Re: [galaxy-dev] Slow repsonses viewing histories

15 Jul 2015

      Hi Christian and Carl,

Thanks both for the replies.

To answer your questions in reverse order. I have about XX histories in my account each with an average of about XX datasets. Total data in my account is about 1TB.

It is indeed an admin account and other users with close to 1TB of data do not have a similar slow down. Although their data is spread over far fewer histories. Is there a way then to prevent the file_name attribute being requested for admin accounts so I can see if this speeds things back up again?

Although the Galaxy server is running on my iMac the data is stored external on a large directly attached NAS. I think I first noticed this slow down after deleting and purging a bunch of older histories to free space on the NAS. I have tried running some of the cleanup_datasets scripts but they are actually returning errors and not running right now (can give you the error messages if necessary).

The slowdown is actually getting worse now and it is even slow to display tool pages, as well as often getting this error if it is really slow:
Proxy Error

The proxy server received an invalid response from an upstream server.
The proxy server could not handle the request GET /history/list<http://iworm.anat.ucl.ac.uk:8080/history/list>.

Reason: Error reading from remote server

I am running through an apache proxy - perhaps the apache settings need tweaking too? (I forget right now where I set these up!).

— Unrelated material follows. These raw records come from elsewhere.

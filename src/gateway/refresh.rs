use reqwest::header::CONTENT_TYPE;
use serde::Deserialize;
use tracing::{error, info, warn};

use super::{AuthGateway, LoginReason};
use crate::error::Result;

#[derive(Debug, Deserialize)]
struct RefreshResponse {
    #[serde(default)]
    access_token: Option<String>,
    #[serde(default)]
    refresh_token: Option<String>,
}

#[derive(Debug, Clone, PartialEq, Eq)]
pub enum RefreshOutcome {
    Refreshed(String),
    /// The session is over; credentials have been cleared.
    Failed(LoginReason),
}

impl AuthGateway {
    /// Trades the stored refresh token for a new access token.
    ///
    /// Issues at most one request and talks to the refresh endpoint directly,
    /// never through [`AuthGateway::request`]. Every failure clears the session.
    pub(super) async fn refresh(&self) -> Result<RefreshOutcome> {
        let Some(refresh_token) = self.session.refresh_token().await? else {
            warn!("No refresh token stored, ending session");
            return self.end_session(LoginReason::MissingRefreshToken).await;
        };

        let response = match self
            .http
            .post(self.refresh_url.clone())
            .header(CONTENT_TYPE, "application/json")
            .bearer_auth(&refresh_token)
            .send()
            .await
        {
            Ok(response) => response,
            Err(e) => {
                error!("Refresh request to {} failed: {}", self.refresh_url, e);
                return self.end_session(LoginReason::RefreshUnreachable).await;
            }
        };

        let status = response.status();
        if !status.is_success() {
            warn!("Refresh endpoint answered {}, ending session", status);
            return self
                .end_session(LoginReason::RefreshRejected(status.as_u16()))
                .await;
        }

        let body = match response.json::<RefreshResponse>().await {
            Ok(body) => body,
            Err(e) => {
                error!("Unreadable refresh response: {}", e);
                return self.end_session(LoginReason::RefreshMalformed).await;
            }
        };

        let Some(access_token) = body.access_token.filter(|token| !token.is_empty()) else {
            warn!("Refresh response carried no access token, ending session");
            return self.end_session(LoginReason::RefreshMalformed).await;
        };

        self.session.set_access_token(&access_token).await?;
        if let Some(rotated) = body.refresh_token.filter(|token| !token.is_empty()) {
            self.session.set_refresh_token(&rotated).await?;
        }

        info!("Access token refreshed");
        Ok(RefreshOutcome::Refreshed(access_token))
    }

    async fn end_session(&self, reason: LoginReason) -> Result<RefreshOutcome> {
        self.session.clear().await?;
        Ok(RefreshOutcome::Failed(reason))
    }
}

#[cfg(test)]
mod tests {
    use super::*;
    use crate::session::{SessionCredentials, SessionManager};
    use url::Url;
    use wiremock::matchers::{header, method, path};
    use wiremock::{Mock, MockServer, ResponseTemplate};

    async fn gateway_for(server_uri: &str, refresh_token: Option<&str>) -> AuthGateway {
        let session = SessionManager::in_memory();
        session
            .begin(&SessionCredentials {
                access_token: "A1".into(),
                refresh_token: refresh_token.map(str::to_string),
                username: "sarah".into(),
            })
            .await
            .unwrap();

        let refresh_url = Url::parse(&format!("{}/auth/refresh", server_uri)).unwrap();
        AuthGateway::new(reqwest::Client::new(), session, refresh_url)
    }

    #[tokio::test]
    async fn test_refresh_stores_new_access_token() {
        let server = MockServer::start().await;
        Mock::given(method("POST"))
            .and(path("/auth/refresh"))
            .and(header("Authorization", "Bearer R1"))
            .respond_with(
                ResponseTemplate::new(200).set_body_json(serde_json::json!({"access_token": "A2"})),
            )
            .expect(1)
            .mount(&server)
            .await;

        let gateway = gateway_for(&server.uri(), Some("R1")).await;
        let outcome = gateway.refresh().await.unwrap();

        assert_eq!(outcome, RefreshOutcome::Refreshed("A2".into()));
        let session = gateway.session();
        assert_eq!(session.access_token().await.unwrap().as_deref(), Some("A2"));
        assert_eq!(session.refresh_token().await.unwrap().as_deref(), Some("R1"));
        assert_eq!(session.username().await.unwrap().as_deref(), Some("sarah"));
    }

    #[tokio::test]
    async fn test_refresh_keeps_rotated_refresh_token() {
        let server = MockServer::start().await;
        Mock::given(method("POST"))
            .and(path("/auth/refresh"))
            .respond_with(ResponseTemplate::new(200).set_body_json(
                serde_json::json!({"access_token": "A2", "refresh_token": "R2"}),
            ))
            .mount(&server)
            .await;

        let gateway = gateway_for(&server.uri(), Some("R1")).await;
        gateway.refresh().await.unwrap();

        assert_eq!(
            gateway.session().refresh_token().await.unwrap().as_deref(),
            Some("R2")
        );
    }

    #[tokio::test]
    async fn test_refresh_without_token_skips_network() {
        let server = MockServer::start().await;
        Mock::given(method("POST"))
            .and(path("/auth/refresh"))
            .respond_with(ResponseTemplate::new(200))
            .expect(0)
            .mount(&server)
            .await;

        let gateway = gateway_for(&server.uri(), None).await;
        let outcome = gateway.refresh().await.unwrap();

        assert_eq!(
            outcome,
            RefreshOutcome::Failed(LoginReason::MissingRefreshToken)
        );
        assert!(!gateway.session().is_logged_in().await.unwrap());
        assert_eq!(gateway.session().username().await.unwrap(), None);
    }

    #[tokio::test]
    async fn test_refresh_with_empty_body_clears_session() {
        let server = MockServer::start().await;
        Mock::given(method("POST"))
            .and(path("/auth/refresh"))
            .respond_with(ResponseTemplate::new(200).set_body_json(serde_json::json!({})))
            .mount(&server)
            .await;

        let gateway = gateway_for(&server.uri(), Some("R1")).await;
        let outcome = gateway.refresh().await.unwrap();

        assert_eq!(outcome, RefreshOutcome::Failed(LoginReason::RefreshMalformed));
        assert_eq!(gateway.session().refresh_token().await.unwrap(), None);
    }
}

As for the database itself, I am running PostgreSQL 9.3 and I tweaked the settings in my universe_wsgi.ini as per the instructions on https://wiki.galaxyproject.org/Admin/Config/Performance/ProductionServer#Adv...

So my settings are:

# -- Database

# By default, Galaxy uses a SQLite database at 'database/universe.sqlite'.  You
# may use a SQLAlchemy connection string to specify an external database
# instead.  This string takes many options which are explained in detail in the
# config file documentation.
database_connection = postgresql://*******:*******@localhost:5432/galaxy_prod

# If the server logs errors about not having enough database pool connections,
# you will want to increase these values, or consider running more Galaxy
# processes.
database_engine_option_pool_size = 10
database_engine_option_max_overflow = 20

# If using MySQL and the server logs the error "MySQL server has gone away",
# you will want to set this to some positive value (7200 should work).
#database_engine_option_pool_recycle = -1

# If large database query results are causing memory or response time issues in
# the Galaxy process, leave the result on the server instead.  This option is
# only available for PostgreSQL and is highly recommended.
database_engine_option_server_side_cursors = True

# Create only one connection to the database per thread, to reduce the
# connection overhead.  Recommended when not using SQLite:
database_engine_option_strategy = threadlocal

# Log all database transactions, can be useful for debugging and performance
# profiling.  Logging is done via Python's 'logging' module under the qualname
# 'galaxy.model.orm.logging_connection_proxy'
database_query_profiling_proxy = False

# -- Files and directories

Let me know if you think these settings are appropriate or need further tweaks.

Thanks again for your responses so far,

Richard

On 13 Jul 2015, at 16:31, Carl Eberhard <carlfeberhard@gmail.com<mailto:carlfeberhard@gmail.com>> wrote:

Hi, Richard

How many histories are on your account? How many datasets (roughly)?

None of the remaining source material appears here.